In Brevis | Tre Domande Per Nitro e Galeffi

L’articolo che qui oggi proponiamo è un dolce amarcord che si lega alle giornate di musica e cultura del Poplar Festival 2018. Durante quei giorni infatti siamo stati ospiti nel backstage, dove siamo riusciti a scambiare quattro chiacchiere con molti artisti; tra loro siamo riusciti ad intercettare anche i due headliner del festival, rispettivamente della prima e della seconda serata: il cantautore romano Galeffi, ed il rapper vicentino Nitro. Sebbene siano poche domande ci è parso giusto pubblicarle, poiché nonostante la brevitas, offrono spunti molto interessanti. 

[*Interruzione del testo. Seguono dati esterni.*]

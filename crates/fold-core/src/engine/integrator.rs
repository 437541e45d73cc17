use super::forces::ForceBuffer;
use crate::core::models::chain::Chain;
use nalgebra::Vector2;

/// Milliseconds per frame at the 60 fps reference rate dt normalizes to.
pub const FRAME_MS: f64 = 16.67;
/// Fraction of the accumulated force fed into the velocity each step.
const FORCE_TO_VELOCITY: f64 = 0.1;
/// Per-step velocity damping.
const DAMPING: f64 = 0.88;
/// Hard containment inset from every canvas edge.
pub const HARD_INSET: f64 = 20.0;
/// Velocity multiplier on wall contact (an inelastic bounce).
const BOUNCE: f64 = -0.4;
/// Fraction of the centroid-to-center vector applied as drift correction.
const RECENTER_FRACTION: f64 = 0.05;

/// Advances every residue by one step: semi-implicit velocity update with
/// damping, position advance, hard containment with an inelastic bounce,
/// optional trail recording, and a gentle recentring of the whole cluster.
pub fn integrate(
    chain: &mut Chain,
    forces: &ForceBuffer,
    dt_ms: f64,
    speed: f64,
    width: f64,
    height: f64,
    record_trails: bool,
) {
    let sdt = (dt_ms / FRAME_MS) * speed;
    let x_max = width - HARD_INSET;
    let y_max = height - HARD_INSET;

    for (i, residue) in chain.residues_mut().iter_mut().enumerate() {
        residue.velocity = (residue.velocity + forces.get(i) * FORCE_TO_VELOCITY * sdt) * DAMPING;
        residue.position += residue.velocity * sdt;

        if residue.position.x < HARD_INSET {
            residue.position.x = HARD_INSET;
            residue.velocity.x *= BOUNCE;
        } else if residue.position.x > x_max {
            residue.position.x = x_max;
            residue.velocity.x *= BOUNCE;
        }
        if residue.position.y < HARD_INSET {
            residue.position.y = HARD_INSET;
            residue.velocity.y *= BOUNCE;
        } else if residue.position.y > y_max {
            residue.position.y = y_max;
            residue.velocity.y *= BOUNCE;
        }

        if record_trails {
            residue.record_trail();
        }
    }

    recenter(chain, width, height);
}

/// Shifts every residue by a fixed fraction of the centroid-to-center
/// vector. A drift correction, not a hard constraint; the shifted positions
/// are clamped so the correction never carries a residue past the inset.
fn recenter(chain: &mut Chain, width: f64, height: f64) {
    if chain.is_empty() {
        return;
    }
    let centroid = chain.centroid();
    let shift = Vector2::new(
        (width * 0.5 - centroid.x) * RECENTER_FRACTION,
        (height * 0.5 - centroid.y) * RECENTER_FRACTION,
    );
    for residue in chain.residues_mut() {
        residue.position += shift;
        residue.position.x = residue.position.x.clamp(HARD_INSET, width - HARD_INSET);
        residue.position.y = residue.position.y.clamp(HARD_INSET, height - HARD_INSET);
    }
}
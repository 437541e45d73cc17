//! # hydrofold Core Library
//!
//! A deterministic, single-threaded 2D residue-interaction simulator: an
//! ordered chain of amino-acid particles folds under bonded springs, angular
//! stiffness, hydropathy-driven pair potentials, solvent fields, and thermal
//! noise, with a heuristic energy readout. A pedagogical toy, not molecular
//! dynamics: the energy is unitless and the constants are tuned for visual
//! plausibility.
//!
//! ## Architectural Philosophy
//!
//! The library keeps a strict layering to stay testable without any display
//! backend:
//!
//! - **[`core`]: The Foundation.** Stateless data models (the amino-acid
//!   table, [`core::models::chain::Chain`]), pure forcefield mathematics
//!   (`potentials`, `energy`), and parameter I/O.
//!
//! - **[`engine`]: The Logic Core.** The stateful frame loop: the per-step
//!   force buffer, the damped integrator, energy/cooling bookkeeping, and
//!   the [`engine::state::Simulation`] instance external controls mutate.
//!
//! - **[`render`]: The Presentation Adapter.** Draws particles, bonds, and
//!   energy visuals against an abstract [`render::surface::DrawSurface`];
//!   hosts bring their own canvas backend and pointer events.
//!
//! - **[`workflows`]: The Public API.** High-level headless entry points
//!   that run the simulator for a frame budget and report a summary.
//!
//! Randomness is injected through a seedable generator, so every run is
//! reproducible given a seed.

pub mod core;
pub mod engine;
pub mod render;
pub mod workflows;
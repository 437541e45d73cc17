use crate::core::forcefield::params::{SimulationParams, SolventMode, StructureBias};
use crate::core::forcefield::potentials;
use crate::core::models::chain::Chain;
use crate::core::models::residue::Polarity;
use crate::core::utils::geometry::{self, MIN_DISTANCE, MIN_PAIR_DISTANCE};
use nalgebra::{Point2, Vector2};
use rand::Rng;

/// Amplifier on heterotypic (mixed-polarity) pair interactions.
const MIXED_PAIR_SCALE: f64 = 1.3;
/// Amplifier on the solvent-favored homotypic attraction (HH in water,
/// PP in membrane).
const FAVORED_PAIR_SCALE: f64 = 1.6;
/// Soft wall margin and stiffness.
const WALL_MARGIN: f64 = 22.0;
const WALL_K: f64 = 0.6;
/// Scale of the thermal jitter force.
const JITTER_SCALE: f64 = 0.8;
/// Ring-field stiffness before cooling/temperature scaling.
const RING_K: f64 = 0.06;
/// Preferred radii as fractions of the smaller canvas dimension.
const CORE_RADIUS_FRACTION: f64 = 0.22;
const SHELL_RADIUS_FRACTION: f64 = 0.40;
const INTERMEDIATE_CORE_FRACTION: f64 = 0.28;
const INTERMEDIATE_SHELL_FRACTION: f64 = 0.36;
/// Weak both-ways radial bias of the intermediate regime.
const INTERMEDIATE_RADIAL_DIR: f64 = 0.6;

/// How strongly the structure-seeking fields act as the run cools.
#[inline]
pub fn strengthen_factor(cooling: f64) -> f64 {
    1.0 + (1.0 - cooling) * 1.2
}

/// Per-residue force accumulator, indexed by chain position. Cleared and
/// refilled every step; force contributions are additive, so stage order
/// never changes the sum.
#[derive(Debug, Clone, Default)]
pub struct ForceBuffer {
    forces: Vec<Vector2<f64>>,
}

impl ForceBuffer {
    pub fn new(n: usize) -> Self {
        Self {
            forces: vec![Vector2::zeros(); n],
        }
    }

    /// Zeroes every slot, resizing to match the chain.
    pub fn reset(&mut self, n: usize) {
        self.forces.clear();
        self.forces.resize(n, Vector2::zeros());
    }

    #[inline]
    pub fn add(&mut self, index: usize, force: Vector2<f64>) {
        self.forces[index] += force;
    }

    pub fn get(&self, index: usize) -> Vector2<f64> {
        self.forces[index]
    }

    pub fn len(&self) -> usize {
        self.forces.len()
    }

    pub fn is_empty(&self) -> bool {
        self.forces.is_empty()
    }

    pub fn as_slice(&self) -> &[Vector2<f64>] {
        &self.forces
    }
}

/// Read-only view of the simulation state the force pass needs.
pub struct ForceInputs<'a> {
    pub chain: &'a Chain,
    pub params: &'a SimulationParams,
    pub solvent: SolventMode,
    pub bias: StructureBias,
    pub cooling: f64,
    pub width: f64,
    pub height: f64,
}

impl ForceInputs<'_> {
    fn center(&self) -> Point2<f64> {
        Point2::new(self.width * 0.5, self.height * 0.5)
    }
}

/// Fills the buffer with the net force on every residue: bond springs,
/// angular stiffness, register springs, non-bonded pairs, the radial and
/// ring solvent fields, wall containment, and thermal jitter.
pub fn accumulate(inputs: &ForceInputs, rng: &mut impl Rng, forces: &mut ForceBuffer) {
    forces.reset(inputs.chain.len());
    bond_springs(inputs, forces);
    angular_stiffness(inputs, forces);
    register_springs(inputs, forces);
    nonbonded_pairs(inputs, forces);
    solvent_radial_field(inputs, forces);
    target_ring_field(inputs, forces);
    wall_forces(inputs, forces);
    thermal_jitter(inputs, rng, forces);
}

fn bond_springs(inputs: &ForceInputs, forces: &mut ForceBuffer) {
    let residues = inputs.chain.residues();
    for (i, j) in inputs.chain.bonds() {
        let (unit, dist) = geometry::unit_toward(
            &residues[i].position,
            &residues[j].position,
            MIN_DISTANCE,
        );
        let f = potentials::spring(dist, inputs.params.rest_length, inputs.params.bond_k);
        forces.add(i, unit * f);
        forces.add(j, unit * -f);
    }
}

fn angular_stiffness(inputs: &ForceInputs, forces: &mut ForceBuffer) {
    let residues = inputs.chain.residues();
    let target = inputs.bias.angle_target();
    for i in 1..residues.len().saturating_sub(1) {
        let prev = &residues[i - 1].position;
        let mid = &residues[i].position;
        let next = &residues[i + 1].position;
        let deviation = geometry::interior_angle(prev, mid, next) - target;
        let f = -inputs.params.angle_k * deviation;
        forces.add(i, geometry::bond_bisector(prev, mid, next) * f);
    }
}

fn register_springs(inputs: &ForceInputs, forces: &mut ForceBuffer) {
    let (offset, target, k) = match inputs.bias {
        StructureBias::None => return,
        StructureBias::Helix => (3, inputs.params.hb_dist, inputs.params.hb_k),
        StructureBias::Sheet => (2, inputs.params.hb_dist + 8.0, inputs.params.hb_k * 0.8),
    };
    let residues = inputs.chain.residues();
    for (i, j) in inputs.chain.offset_pairs(offset) {
        let (unit, dist) = geometry::unit_toward(
            &residues[i].position,
            &residues[j].position,
            MIN_DISTANCE,
        );
        let f = potentials::spring(dist, target, k);
        forces.add(i, unit * f);
        forces.add(j, unit * -f);
    }
}

fn nonbonded_pairs(inputs: &ForceInputs, forces: &mut ForceBuffer) {
    let residues = inputs.chain.residues();
    let n = residues.len();
    for i in 0..n {
        for j in (i + 1)..n {
            let (unit, dist) = geometry::unit_toward(
                &residues[i].position,
                &residues[j].position,
                MIN_PAIR_DISTANCE,
            );
            let repulse = potentials::soft_core_repulsion(dist, inputs.params.repulsion);
            forces.add(i, unit * -repulse);
            forces.add(j, unit * repulse);

            if dist < potentials::PAIR_RANGE {
                let a = residues[i].polarity();
                let b = residues[j].polarity();
                let eps = inputs.params.pair_eps.strength(inputs.solvent, a, b);
                let mut fa = potentials::pair_interaction(dist, eps, inputs.params.temperature);
                if a != b {
                    fa *= MIXED_PAIR_SCALE;
                }
                let favored = matches!(
                    (inputs.solvent, a, b),
                    (SolventMode::Water, Polarity::Hydrophobic, Polarity::Hydrophobic)
                        | (SolventMode::Membrane, Polarity::Polar, Polarity::Polar)
                );
                if favored {
                    fa *= FAVORED_PAIR_SCALE;
                }
                forces.add(i, unit * fa);
                forces.add(j, unit * -fa);
            }
        }
    }
}

fn solvent_radial_field(inputs: &ForceInputs, forces: &mut ForceBuffer) {
    let center = inputs.center();
    let strengthen = strengthen_factor(inputs.cooling);
    let solvent_scale = match inputs.solvent {
        SolventMode::Water => 1.0,
        SolventMode::Intermediate => 0.7,
        SolventMode::Membrane => 0.5,
    };
    let temp_scale = 1.0 - 0.5 * inputs.params.temperature;
    for (i, residue) in inputs.chain.residues().iter().enumerate() {
        let (toward_center, dist) = geometry::unit_toward(&residue.position, &center, MIN_DISTANCE);
        let dir = match (inputs.solvent, residue.polarity()) {
            (SolventMode::Water, Polarity::Hydrophobic) => 1.0,
            (SolventMode::Water, Polarity::Polar) => -1.0,
            (SolventMode::Membrane, Polarity::Hydrophobic) => -1.0,
            (SolventMode::Membrane, Polarity::Polar) => 1.0,
            (SolventMode::Intermediate, Polarity::Hydrophobic) => INTERMEDIATE_RADIAL_DIR,
            (SolventMode::Intermediate, Polarity::Polar) => -INTERMEDIATE_RADIAL_DIR,
        };
        let mag = inputs.params.radial_k * solvent_scale * strengthen * temp_scale * dir * dist;
        forces.add(i, toward_center * mag);
    }
}

fn target_ring_field(inputs: &ForceInputs, forces: &mut ForceBuffer) {
    let center = inputs.center();
    let min_dim = inputs.width.min(inputs.height);
    let core = CORE_RADIUS_FRACTION * min_dim;
    let shell = SHELL_RADIUS_FRACTION * min_dim;
    let k_ring =
        RING_K * strengthen_factor(inputs.cooling) * (1.0 - 0.4 * inputs.params.temperature);
    for (i, residue) in inputs.chain.residues().iter().enumerate() {
        let (outward, radius) = geometry::unit_toward(&center, &residue.position, MIN_DISTANCE);
        let target = match (inputs.solvent, residue.polarity()) {
            (SolventMode::Water, Polarity::Hydrophobic) => core,
            (SolventMode::Water, Polarity::Polar) => shell,
            (SolventMode::Membrane, Polarity::Hydrophobic) => shell,
            (SolventMode::Membrane, Polarity::Polar) => core,
            (SolventMode::Intermediate, Polarity::Hydrophobic) => {
                INTERMEDIATE_CORE_FRACTION * min_dim
            }
            (SolventMode::Intermediate, Polarity::Polar) => INTERMEDIATE_SHELL_FRACTION * min_dim,
        };
        let f = potentials::ring_restore(radius, target, k_ring);
        forces.add(i, outward * f);
    }
}

fn wall_forces(inputs: &ForceInputs, forces: &mut ForceBuffer) {
    for (i, residue) in inputs.chain.residues().iter().enumerate() {
        let fx = potentials::wall_containment(residue.position.x, inputs.width, WALL_MARGIN, WALL_K);
        let fy =
            potentials::wall_containment(residue.position.y, inputs.height, WALL_MARGIN, WALL_K);
        forces.add(i, Vector2::new(fx, fy));
    }
}

fn thermal_jitter(inputs: &ForceInputs, rng: &mut impl Rng, forces: &mut ForceBuffer) {
    let jitter = inputs.params.temperature * inputs.cooling * JITTER_SCALE;
    for i in 0..inputs.chain.len() {
        let fx = (rng.r#gen::<f64>() - 0.5) * jitter;
        let fy = (rng.r#gen::<f64>() - 0.5) * jitter;
        forces.add(i, Vector2::new(fx, fy));
    }
}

INTERVISTA CON NITRO: “La musica nell’era dei social”

(Questo è il proseguo della chiacchierata con Nitro che potete trovare qui)

Spotify è una bellissima piattaforma se utilizzata nella corretta maniera. Eppure parrebbe che la musica stia stagnando, che esca solo musica tutta uguale, che ne pensi?

Le canzoni oggi durano poco perché c’è troppa comodità. Per comodità per esempio io non ho mai imparato a suonare la chitarra: eppure mio padre è chitarrista. Ho cinque chitarre a casa, non avrei dovuto faticare per diventare chitarrista, è che non mi interessava: volevo fare e costruire qualcosa di mio. Però questo è un altro discorso… quello che volevo dire è: se hai tutto comodo tratti le cose con meno valore, così come accade ora con la musica. Prova a pensare a come trattiamo odiernamente le foto, quando pagavi quindici euro per un cazzo di rullino: fidati che non avresti fotografato il piatto di merda che stavi per mangiare.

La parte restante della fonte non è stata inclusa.